*What to produce*
Set every record down again, exactly and completely.

*Data to examine*
★ ★ ★

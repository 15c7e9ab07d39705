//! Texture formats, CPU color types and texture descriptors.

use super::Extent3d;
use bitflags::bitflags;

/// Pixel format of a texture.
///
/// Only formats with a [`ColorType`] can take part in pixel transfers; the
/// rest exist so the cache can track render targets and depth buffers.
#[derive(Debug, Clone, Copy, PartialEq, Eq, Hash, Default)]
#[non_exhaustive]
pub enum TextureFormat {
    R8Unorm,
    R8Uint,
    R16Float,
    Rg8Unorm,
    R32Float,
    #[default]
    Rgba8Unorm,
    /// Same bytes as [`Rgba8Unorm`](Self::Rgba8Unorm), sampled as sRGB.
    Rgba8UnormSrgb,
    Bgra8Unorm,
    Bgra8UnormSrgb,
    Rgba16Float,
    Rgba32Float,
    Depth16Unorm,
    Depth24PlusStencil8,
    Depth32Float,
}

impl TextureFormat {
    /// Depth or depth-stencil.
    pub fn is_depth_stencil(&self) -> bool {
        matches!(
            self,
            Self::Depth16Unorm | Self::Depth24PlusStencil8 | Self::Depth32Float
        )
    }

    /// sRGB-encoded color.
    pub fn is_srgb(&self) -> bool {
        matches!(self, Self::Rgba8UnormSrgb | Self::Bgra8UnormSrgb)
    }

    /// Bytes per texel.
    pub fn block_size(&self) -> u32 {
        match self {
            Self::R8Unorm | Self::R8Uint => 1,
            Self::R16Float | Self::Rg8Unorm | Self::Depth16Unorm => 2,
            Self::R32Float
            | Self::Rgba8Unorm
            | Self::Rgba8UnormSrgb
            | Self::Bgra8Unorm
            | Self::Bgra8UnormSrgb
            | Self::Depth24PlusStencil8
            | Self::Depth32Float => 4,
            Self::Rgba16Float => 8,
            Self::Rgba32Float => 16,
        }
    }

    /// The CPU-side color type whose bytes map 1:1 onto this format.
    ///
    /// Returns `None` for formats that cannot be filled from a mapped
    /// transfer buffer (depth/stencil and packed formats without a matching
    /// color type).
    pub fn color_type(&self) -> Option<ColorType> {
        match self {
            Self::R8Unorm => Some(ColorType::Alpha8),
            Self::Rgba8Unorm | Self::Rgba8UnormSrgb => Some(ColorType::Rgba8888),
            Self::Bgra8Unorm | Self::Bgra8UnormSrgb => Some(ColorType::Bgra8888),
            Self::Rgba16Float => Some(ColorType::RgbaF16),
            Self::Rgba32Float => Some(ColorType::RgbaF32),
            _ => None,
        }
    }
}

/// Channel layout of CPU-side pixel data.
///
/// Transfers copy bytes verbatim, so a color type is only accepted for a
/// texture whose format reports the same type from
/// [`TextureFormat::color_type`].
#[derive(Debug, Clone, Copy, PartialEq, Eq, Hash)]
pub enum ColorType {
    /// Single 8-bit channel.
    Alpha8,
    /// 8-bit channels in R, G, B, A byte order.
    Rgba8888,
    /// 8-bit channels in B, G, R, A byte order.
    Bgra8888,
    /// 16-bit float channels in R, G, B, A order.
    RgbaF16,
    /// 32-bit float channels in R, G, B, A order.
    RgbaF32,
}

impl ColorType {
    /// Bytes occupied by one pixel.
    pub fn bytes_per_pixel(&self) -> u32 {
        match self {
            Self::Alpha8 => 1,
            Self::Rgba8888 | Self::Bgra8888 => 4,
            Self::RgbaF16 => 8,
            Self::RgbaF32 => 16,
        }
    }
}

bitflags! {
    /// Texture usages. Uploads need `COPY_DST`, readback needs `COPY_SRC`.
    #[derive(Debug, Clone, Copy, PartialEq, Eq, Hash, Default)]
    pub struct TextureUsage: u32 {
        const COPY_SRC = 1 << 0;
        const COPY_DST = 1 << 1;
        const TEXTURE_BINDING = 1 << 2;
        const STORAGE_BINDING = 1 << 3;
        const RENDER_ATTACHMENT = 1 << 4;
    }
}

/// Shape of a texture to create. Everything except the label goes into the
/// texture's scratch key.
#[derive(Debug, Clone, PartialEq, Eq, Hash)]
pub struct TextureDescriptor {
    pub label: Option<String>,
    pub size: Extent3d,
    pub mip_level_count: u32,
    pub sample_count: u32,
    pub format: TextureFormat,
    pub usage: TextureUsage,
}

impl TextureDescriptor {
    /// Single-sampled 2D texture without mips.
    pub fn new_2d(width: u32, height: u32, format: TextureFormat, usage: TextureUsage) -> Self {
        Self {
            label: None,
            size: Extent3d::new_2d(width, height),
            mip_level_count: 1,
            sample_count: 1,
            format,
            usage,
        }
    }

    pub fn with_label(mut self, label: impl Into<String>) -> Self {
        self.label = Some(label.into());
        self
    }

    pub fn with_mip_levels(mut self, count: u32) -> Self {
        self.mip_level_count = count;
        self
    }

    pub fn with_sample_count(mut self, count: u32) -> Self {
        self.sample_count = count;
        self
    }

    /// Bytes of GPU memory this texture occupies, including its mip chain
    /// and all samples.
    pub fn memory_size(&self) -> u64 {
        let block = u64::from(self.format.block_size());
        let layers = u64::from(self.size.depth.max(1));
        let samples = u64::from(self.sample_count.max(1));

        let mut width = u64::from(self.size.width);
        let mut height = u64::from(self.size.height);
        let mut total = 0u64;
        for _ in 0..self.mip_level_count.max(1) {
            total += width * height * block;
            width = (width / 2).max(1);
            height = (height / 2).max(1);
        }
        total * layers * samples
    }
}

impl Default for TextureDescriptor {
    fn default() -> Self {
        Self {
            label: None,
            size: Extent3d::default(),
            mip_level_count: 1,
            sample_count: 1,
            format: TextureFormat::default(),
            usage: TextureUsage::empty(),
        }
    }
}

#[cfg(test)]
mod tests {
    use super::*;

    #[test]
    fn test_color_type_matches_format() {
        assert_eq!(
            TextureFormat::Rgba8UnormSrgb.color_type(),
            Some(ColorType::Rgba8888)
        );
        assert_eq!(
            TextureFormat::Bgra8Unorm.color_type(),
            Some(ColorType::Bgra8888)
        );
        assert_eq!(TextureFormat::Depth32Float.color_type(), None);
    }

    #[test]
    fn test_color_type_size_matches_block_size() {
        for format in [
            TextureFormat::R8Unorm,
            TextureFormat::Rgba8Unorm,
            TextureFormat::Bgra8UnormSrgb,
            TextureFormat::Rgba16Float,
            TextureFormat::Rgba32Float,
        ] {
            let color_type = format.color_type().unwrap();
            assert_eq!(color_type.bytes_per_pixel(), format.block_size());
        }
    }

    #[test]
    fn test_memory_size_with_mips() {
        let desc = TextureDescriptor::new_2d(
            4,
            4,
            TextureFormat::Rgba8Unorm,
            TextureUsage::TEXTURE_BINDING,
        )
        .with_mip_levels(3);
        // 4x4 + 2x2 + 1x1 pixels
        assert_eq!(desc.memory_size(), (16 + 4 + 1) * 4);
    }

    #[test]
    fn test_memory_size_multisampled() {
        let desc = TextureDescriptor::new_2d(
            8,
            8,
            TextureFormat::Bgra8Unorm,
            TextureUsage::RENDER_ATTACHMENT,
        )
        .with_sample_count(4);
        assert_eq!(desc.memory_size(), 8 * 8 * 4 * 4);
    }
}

★ ★ ★

*Answer box*
repository 15c7e9ab07d39705
//! Texture formats, CPU color types and texture descriptors.

use super::Extent3d;
use bitflags::bitflags;

/// Pixel format of a texture.
///
/// Only formats with a [`ColorType`] can take part in pixel transfers; the
/// rest exist so the cache can track render targets and depth buffers.
#[derive(Debug, Clone, Copy, PartialEq, Eq, Hash, Default)]
#[non_exhaustive]
pub enum TextureFormat {
    R8Unorm,
    R8Uint,
    R16Float,
    Rg8Unorm,
    R32Float,
    #[default]
    Rgba8Unorm,
    /// Same bytes as [`Rgba8Unorm`](Self::Rgba8Unorm), sampled as sRGB.
    Rgba8UnormSrgb,
    Bgra8Unorm,
    Bgra8UnormSrgb,
    Rgba16Float,
    Rgba32Float,
    Depth16Unorm,
    Depth24PlusStencil8,
    Depth32Float,
}

impl TextureFormat {
    /// Depth or depth-stencil.
    pub fn is_depth_stencil(&self) -> bool {
        matches!(
            self,
            Self::Depth16Unorm | Self::Depth24PlusStencil8 | Self::Depth32Float
        )
    }

    /// sRGB-encoded color.
    pub fn is_srgb(&self) -> bool {
        matches!(self, Self::Rgba8UnormSrgb | Self::Bgra8UnormSrgb)
    }

    /// Bytes per texel.
    pub fn block_size(&self) -> u32 {
        match self {
            Self::R8Unorm | Self::R8Uint => 1,
            Self::R16Float | Self::Rg8Unorm | Self::Depth16Unorm => 2,
            Self::R32Float
            | Self::Rgba8Unorm
            | Self::Rgba8UnormSrgb
            | Self::Bgra8Unorm
            | Self::Bgra8UnormSrgb
            | Self::Depth24PlusStencil8
            | Self::Depth32Float => 4,
            Self::Rgba16Float => 8,
            Self::Rgba32Float => 16,
        }
    }

    /// The CPU-side color type whose bytes map 1:1 onto this format.
    ///
    /// Returns `None` for formats that cannot be filled from a mapped
    /// transfer buffer (depth/stencil and packed formats without a matching
    /// color type).
    pub fn color_type(&self) -> Option<ColorType> {
        match self {
            Self::R8Unorm => Some(ColorType::Alpha8),
            Self::Rgba8Unorm | Self::Rgba8UnormSrgb => Some(ColorType::Rgba8888),
            Self::Bgra8Unorm | Self::Bgra8UnormSrgb => Some(ColorType::Bgra8888),
            Self::Rgba16Float => Some(ColorType::RgbaF16),
            Self::Rgba32Float => Some(ColorType::RgbaF32),
            _ => None,
        }
    }
}

/// Channel layout of CPU-side pixel data.
///
/// Transfers copy bytes verbatim, so a color type is only accepted for a
/// texture whose format reports the same type from
/// [`TextureFormat::color_type`].
#[derive(Debug, Clone, Copy, PartialEq, Eq, Hash)]
pub enum ColorType {
    /// Single 8-bit channel.
    Alpha8,
    /// 8-bit channels in R, G, B, A byte order.
    Rgba8888,
    /// 8-bit channels in B, G, R, A byte order.
    Bgra8888,
    /// 16-bit float channels in R, G, B, A order.
    RgbaF16,
    /// 32-bit float channels in R, G, B, A order.
    RgbaF32,
}

impl ColorType {
    /// Bytes occupied by one pixel.
    pub fn bytes_per_pixel(&self) -> u32 {
        match self {
            Self::Alpha8 => 1,
            Self::Rgba8888 | Self::Bgra8888 => 4,
            Self::RgbaF16 => 8,
            Self::RgbaF32 => 16,
        }
    }
}

bitflags! {
    /// Texture usages. Uploads need `COPY_DST`, readback needs `COPY_SRC`.
    #[derive(Debug, Clone, Copy, PartialEq, Eq, Hash, Default)]
    pub struct TextureUsage: u32 {
        const COPY_SRC = 1 << 0;
        const COPY_DST = 1 << 1;
        const TEXTURE_BINDING = 1 << 2;
        const STORAGE_BINDING = 1 << 3;
        const RENDER_ATTACHMENT = 1 << 4;
    }
}

/// Shape of a texture to create. Everything except the label goes into the
/// texture's scratch key.
#[derive(Debug, Clone, PartialEq, Eq, Hash)]
pub struct TextureDescriptor {
    pub label: Option<String>,
    pub size: Extent3d,
    pub mip_level_count: u32,
    pub sample_count: u32,
    pub format: TextureFormat,
    pub usage: TextureUsage,
}

impl TextureDescriptor {
    /// Single-sampled 2D texture without mips.
    pub fn new_2d(width: u32, height: u32, format: TextureFormat, usage: TextureUsage) -> Self {
        Self {
            label: None,
            size: Extent3d::new_2d(width, height),
            mip_level_count: 1,
            sample_count: 1,
            format,
            usage,
        }
    }

    pub fn with_label(mut self, label: impl Into<String>) -> Self {
        self.label = Some(label.into());
        self
    }

    pub fn with_mip_levels(mut self, count: u32) -> Self {
        self.mip_level_count = count;
        self
    }

    pub fn with_sample_count(mut self, count: u32) -> Self {
        self.sample_count = count;
        self
    }

    /// Bytes of GPU memory this texture occupies, including its mip chain
    /// and all samples.
    pub fn memory_size(&self) -> u64 {
        let block = u64::from(self.format.block_size());
        let layers = u64::from(self.size.depth.max(1));
        let samples = u64::from(self.sample_count.max(1));

        let mut width = u64::from(self.size.width);
        let mut height = u64::from(self.size.height);
        let mut total = 0u64;
        for _ in 0..self.mip_level_count.max(1) {
            total += width * height * block;
            width = (width / 2).max(1);
            height = (height / 2).max(1);
        }
        total * layers * samples
    }
}

impl Default for TextureDescriptor {
    fn default() -> Self {
        Self {
            label: None,
            size: Extent3d::default(),
            mip_level_count: 1,
            sample_count: 1,
            format: TextureFormat::default(),
            usage: TextureUsage::empty(),
        }
    }
}

#[cfg(test)]
mod tests {
    use super::*;

    #[test]
    fn test_color_type_matches_format() {
        assert_eq!(
            TextureFormat::Rgba8UnormSrgb.color_type(),
            Some(ColorType::Rgba8888)
        );
        assert_eq!(
            TextureFormat::Bgra8Unorm.color_type(),
            Some(ColorType::Bgra8888)
        );
        assert_eq!(TextureFormat::Depth32Float.color_type(), None);
    }

    #[test]
    fn test_color_type_size_matches_block_size() {
        for format in [
            TextureFormat::R8Unorm,
            TextureFormat::Rgba8Unorm,
            TextureFormat::Bgra8UnormSrgb,
            TextureFormat::Rgba16Float,
            TextureFormat::Rgba32Float,
        ] {
            let color_type = format.color_type().unwrap();
            assert_eq!(color_type.bytes_per_pixel(), format.block_size());
        }
    }

    #[test]
    fn test_memory_size_with_mips() {
        let desc = TextureDescriptor::new_2d(
            4,
            4,
            TextureFormat::Rgba8Unorm,
            TextureUsage::TEXTURE_BINDING,
        )
        .with_mip_levels(3);
        // 4x4 + 2x2 + 1x1 pixels
        assert_eq!(desc.memory_size(), (16 + 4 + 1) * 4);
    }

    #[test]
    fn test_memory_size_multisampled() {
        let desc = TextureDescriptor::new_2d(
            8,
            8,
            TextureFormat::Bgra8Unorm,
            TextureUsage::RENDER_ATTACHMENT,
        )
        .with_sample_count(4);
        assert_eq!(desc.memory_size(), 8 * 8 * 4 * 4);
    }
}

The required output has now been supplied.